Fig. 8 shows an alternative to detail X in fig. 6, which shows a deflection in the direction of 135 ° immediately after the decompression zone.

Figure 9 shows an alternative to detail X in figure 6, which is provided with separate deceleration zones 47a and 47 b.

Figures 10 and 11 show a foaming device of the invention with a plurality of concentric decompression zones 45 and corresponding deceleration zones 47. Fig. 10 shows a section B-B in fig. 11. Fig. 11 shows a section a-a in fig. 10. In fig. 10 and 11, components corresponding to those in fig. 6 are designated by the same reference numerals. The relative movement of the two bounding surfaces of the pressure-reducing zone 45 can be produced, for example, by means of an ultrasound crystal 49 mounted on the foaming device housing 41 (and possibly additionally if desired).

Claims (10)

1. A method for the continuous production of slabstock foam by foaming of a polyurethane-reactive mixture containing pressurized dissolved carbon dioxide. Wherein the reactive mixture is depressurized through a slot-shaped depressurization zone, which process is characterized in that the depressurization zone is formed by one or more coaxial annular slots, and the velocity of the reactive mixture, after passing through the one or more annular slots, is reduced in one or more coaxial deceleration zones in the shape of annular slots.

2. The process as claimed in claim 1, characterized in that the direction of flow of the reactive mixture in the depressurization zone and the direction of flow in the velocity reduction zone form an angle of 90 to 150 °.

3. A method according to claim 1 or 2, characterized in that the flow direction in the velocity reduction zone is substantially parallel to the axis of the annular gap.

4. A method according to any one of claims 1-3, characterized in that the gap-defining surfaces of the deceleration zone are movable, at least temporarily, relative to each other.

5. A method according to claim 4, characterized in that the slot-defining surfaces are caused to rotate relative to each other.

6. A method as claimed in claim 4, characterized in that the mutual displacement of the slot-defining surfaces is effected ultrasonically.

7. A method according to claim 4, characterized in that the width of the gap of the pressure-reducing zone is instantaneously narrowed and/or widened.
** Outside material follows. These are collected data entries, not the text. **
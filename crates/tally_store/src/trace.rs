use std::sync::{Mutex, MutexGuard, PoisonError};

use tally_core::TracedOp;

pub(crate) type TraceSlot = Mutex<Option<Vec<TracedOp>>>;

pub(crate) fn lock(slot: &TraceSlot) -> MutexGuard<'_, Option<Vec<TracedOp>>> {
    slot.lock().unwrap_or_else(PoisonError::into_inner)
}

/// Installs a fresh recording and puts the previous one back when finished
/// or dropped. Operations captured here are also appended to an enclosing
/// recording.
pub(crate) struct TraceGuard<'a> {
    slot: &'a TraceSlot,
    previous: Option<Option<Vec<TracedOp>>>,
}

impl<'a> TraceGuard<'a> {
    pub(crate) fn install(slot: &'a TraceSlot) -> Self {
        let previous = lock(slot).replace(Vec::new());
        Self {
            slot,
            previous: Some(previous),
        }
    }

    pub(crate) fn finish(mut self) -> Vec<TracedOp> {
        self.restore()
    }

    fn restore(&mut self) -> Vec<TracedOp> {
        let Some(previous) = self.previous.take() else {
            return Vec::new();
        };
        let mut slot = lock(self.slot);
        let captured = slot.take().unwrap_or_default();
        *slot = previous.map(|mut outer| {
            outer.extend(captured.iter().cloned());
            outer
        });
        captured
    }
}

impl Drop for TraceGuard<'_> {
    fn drop(&mut self) {
        self.restore();
    }
}

#[cfg(test)]
mod tests {
    use std::sync::Mutex;

    use super::{lock, TraceGuard};
    use tally_core::{OperationKind, TracedOp};

    fn op(sql: &str) -> TracedOp {
        TracedOp {
            kind: OperationKind::Query,
            sql: sql.to_string(),
            params: Vec::new(),
        }
    }

    #[test]
    fn nested_traces_feed_the_outer_one() {
        let slot = Mutex::new(None);
        let outer = TraceGuard::install(&slot);
        lock(&slot).as_mut().expect("outer active").push(op("a"));
        let inner = TraceGuard::install(&slot);
        lock(&slot).as_mut().expect("inner active").push(op("b"));
        let captured = inner.finish();
        assert_eq!(captured, vec![op("b")]);
        let captured = outer.finish();
        assert_eq!(captured, vec![op("a"), op("b")]);
        assert!(lock(&slot).is_none());
    }

    #[test]
    fn dropping_restores_previous_state() {
        let slot = Mutex::new(None);
        {
            let _guard = TraceGuard::install(&slot);
            assert!(lock(&slot).is_some());
        }
        assert!(lock(&slot).is_none());
    }
}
8. An apparatus for the continuous production of block foam by foaming of a polyurethane-reactive mixture containing carbon dioxide dissolved under pressure, comprising a rotationally symmetrical pressure distribution chamber having one or more coaxial outlet slits, wherein the flow direction of the reaction mixture through the outlet slits forms an angle of 90 to 150 ° with the axis of the pressure distribution chamber, wherein in each case the delimiting surfaces of the slits are always provided by a rotationally symmetrical coaxial central body which is arranged inside the pressure distribution chamber, wherein immediately following the outlet slits, axially parallel annular slits are also provided, the cross section of which is 8 to 20 times greater than the cross section of the outlet slits.

9. The apparatus of claim 8 wherein means are provided for axially moving the central body.

10. Apparatus according to claim 8 or 9, wherein means are provided for rotating the central body.